* [WHAT YOU WILL DO] Count the lines in the entries that contain "failed". Say the number and nothing more.

======== RAW DATA ========

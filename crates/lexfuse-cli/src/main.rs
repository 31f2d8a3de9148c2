//! Lexfuse CLI
//!
//! Command-line interface for:
//! - Generating heterogeneous legal dataset packs (`generate`)
//! - Validating an emitted pack against its canonical graph (`validate`)
//! - Inspecting the effective configuration (`config`)

use std::fs;
use std::path::PathBuf;
use std::time::Instant;

use anyhow::{anyhow, Context, Result};
use clap::{Args, Parser, Subcommand};
use colored::Colorize;

use lexfuse_core::{CanonicalGraph, EntityKind, GeneratorConfig};
use lexfuse_emit::{emit_pack, TemplateProducer, TextProducer};
use lexfuse_project::AliasRegistry;
use lexfuse_validate::{replay_aliases, validate, Severity};

#[derive(Parser)]
#[command(name = "lexfuse")]
#[command(
    author,
    version,
    about = "Lexfuse: heterogeneous legal-dataset generation engine"
)]
struct Cli {
    /// Log filter (e.g. `info`, `lexfuse_emit=debug`); overridden by RUST_LOG.
    #[arg(long, global = true, default_value = "warn")]
    log: String,

    #[command(subcommand)]
    command: Commands,
}

#[derive(Subcommand)]
enum Commands {
    /// Build the canonical graph and emit every enabled source into a pack
    /// directory.
    Generate(GenerateArgs),

    /// Re-read an emitted pack and cross-check every ID against the
    /// canonical graph rebuilt from the same configuration.
    Validate(ValidateArgs),

    /// Print the effective configuration as JSON.
    Config(ConfigArgs),
}

#[derive(Args)]
struct GenerateArgs {
    /// JSON configuration file; defaults are used when omitted.
    #[arg(long)]
    config: Option<PathBuf>,

    /// Output pack directory.
    #[arg(long, default_value = "out/pack")]
    out: PathBuf,

    /// Override the configured seed.
    #[arg(long)]
    seed: Option<u64>,

    /// Restrict emission to these sources (comma-separated).
    #[arg(long, value_delimiter = ',')]
    sources: Vec<String>,

    /// Validate the pack immediately after emitting it.
    #[arg(long)]
    validate: bool,

    /// Produce narrative text through a local Ollama endpoint instead of the
    /// built-in templates.
    #[cfg(feature = "ollama")]
    #[arg(long)]
    ollama: bool,

    #[cfg(feature = "ollama")]
    #[arg(long, default_value = "http://localhost:11434/api/generate")]
    ollama_endpoint: String,

    #[cfg(feature = "ollama")]
    #[arg(long, default_value = "llama3.2")]
    ollama_model: String,
}

#[derive(Args)]
struct ValidateArgs {
    /// JSON configuration file the pack was generated with.
    #[arg(long)]
    config: Option<PathBuf>,

    /// Pack directory to validate.
    #[arg(long, default_value = "out/pack")]
    out: PathBuf,

    /// Show Info-severity findings (alias sightings) as well as errors.
    #[arg(long)]
    verbose: bool,
}

#[derive(Args)]
struct ConfigArgs {
    /// JSON configuration file; defaults are printed when omitted.
    #[arg(long)]
    config: Option<PathBuf>,
}

fn load_config(path: Option<&PathBuf>) -> Result<GeneratorConfig> {
    let cfg = match path {
        Some(path) => {
            let bytes = fs::read(path)
                .with_context(|| format!("reading config {}", path.display()))?;
            serde_json::from_slice(&bytes)
                .with_context(|| format!("parsing config {}", path.display()))?
        }
        None => GeneratorConfig::default(),
    };
    cfg.validate()?;
    lexfuse_project::inventory::check_sources(&cfg)?;
    Ok(cfg)
}

fn init_logging(filter: &str) {
    use tracing_subscriber::EnvFilter;
    let filter = EnvFilter::try_from_default_env()
        .unwrap_or_else(|_| EnvFilter::new(filter.to_string()));
    tracing_subscriber::fmt()
        .with_env_filter(filter)
        .with_writer(std::io::stderr)
        .init();
}

fn cmd_generate(args: &GenerateArgs) -> Result<()> {
    let mut cfg = load_config(args.config.as_ref())?;
    if let Some(seed) = args.seed {
        cfg.seed = seed;
    }
    if !args.sources.is_empty() {
        cfg.sources = args.sources.clone();
        lexfuse_project::inventory::check_sources(&cfg)?;
    }

    let started = Instant::now();
    let graph = CanonicalGraph::build(&cfg)?;
    eprintln!(
        "{} {} clients, {} matters, {} billing entries, {} documents",
        "built".green().bold(),
        graph.count(EntityKind::Client),
        graph.count(EntityKind::Matter),
        graph.count(EntityKind::BillingEntry),
        graph.count(EntityKind::Document),
    );

    let producer = make_producer(args)?;
    let registry = AliasRegistry::new();
    let report = emit_pack(&graph, &cfg, &registry, producer.as_ref(), &args.out)?;

    for outcome in &report.outcomes {
        for (path, reason) in &outcome.failures {
            eprintln!(
                "{} {} ({reason})",
                "write failed:".red().bold(),
                path.display()
            );
        }
    }
    eprintln!(
        "{} {} files, {} records in {:.2}s → {}",
        "emitted".green().bold(),
        report.files_written(),
        report.records(),
        started.elapsed().as_secs_f64(),
        args.out.display().to_string().bold(),
    );
    if !report.all_ok() {
        return Err(anyhow!("some files failed to write"));
    }

    if args.validate {
        let report = validate(&graph, &cfg, &registry, &args.out)?;
        print_validation(&report, false);
        if !report.is_clean() {
            return Err(anyhow!("pack validation failed"));
        }
    }
    Ok(())
}

#[cfg(feature = "ollama")]
fn make_producer(args: &GenerateArgs) -> Result<Box<dyn TextProducer>> {
    if args.ollama {
        let producer = lexfuse_emit::narrative::OllamaProducer::new(
            &args.ollama_endpoint,
            &args.ollama_model,
            std::time::Duration::from_secs(30),
        )?;
        return Ok(Box::new(producer));
    }
    Ok(Box::new(TemplateProducer))
}

#[cfg(not(feature = "ollama"))]
fn make_producer(_args: &GenerateArgs) -> Result<Box<dyn TextProducer>> {
    Ok(Box::new(TemplateProducer))
}

fn cmd_validate(args: &ValidateArgs) -> Result<()> {
    let cfg = load_config(args.config.as_ref())?;
    let graph = CanonicalGraph::build(&cfg)?;
    let registry = replay_aliases(&graph, &cfg);

    let report = validate(&graph, &cfg, &registry, &args.out)?;
    print_validation(&report, args.verbose);
    if report.is_clean() {
        Ok(())
    } else {
        Err(anyhow!("{} discrepancies", report.error_count()))
    }
}

fn print_validation(report: &lexfuse_validate::DiscrepancyReport, verbose: bool) {
    for item in &report.items {
        match item.severity {
            Severity::Error => eprintln!(
                "{} [{}] {}",
                "error:".red().bold(),
                item.source,
                item.message
            ),
            Severity::Info if verbose => eprintln!(
                "{} [{}] {}",
                "info:".yellow().bold(),
                item.source,
                item.message
            ),
            Severity::Info => {}
        }
    }
    let status = if report.is_clean() {
        "ok".green().bold()
    } else {
        "failed".red().bold()
    };
    eprintln!(
        "{status} {} files, {} records checked, {} tokens resolved, {} aliased, {} errors",
        report.files_checked,
        report.records_checked,
        report.tokens_resolved,
        report.tokens_aliased,
        report.error_count(),
    );
}

fn cmd_config(args: &ConfigArgs) -> Result<()> {
    let cfg = load_config(args.config.as_ref())?;
    println!("{}", serde_json::to_string_pretty(&cfg)?);
    Ok(())
}

fn main() -> Result<()> {
    let cli = Cli::parse();
    init_logging(&cli.log);

    match &cli.command {
        Commands::Generate(args) => cmd_generate(args),
        Commands::Validate(args) => cmd_validate(args),
        Commands::Config(args) => cmd_config(args),
    }
}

========

* [OUTPUT FOR THIS TASK] 4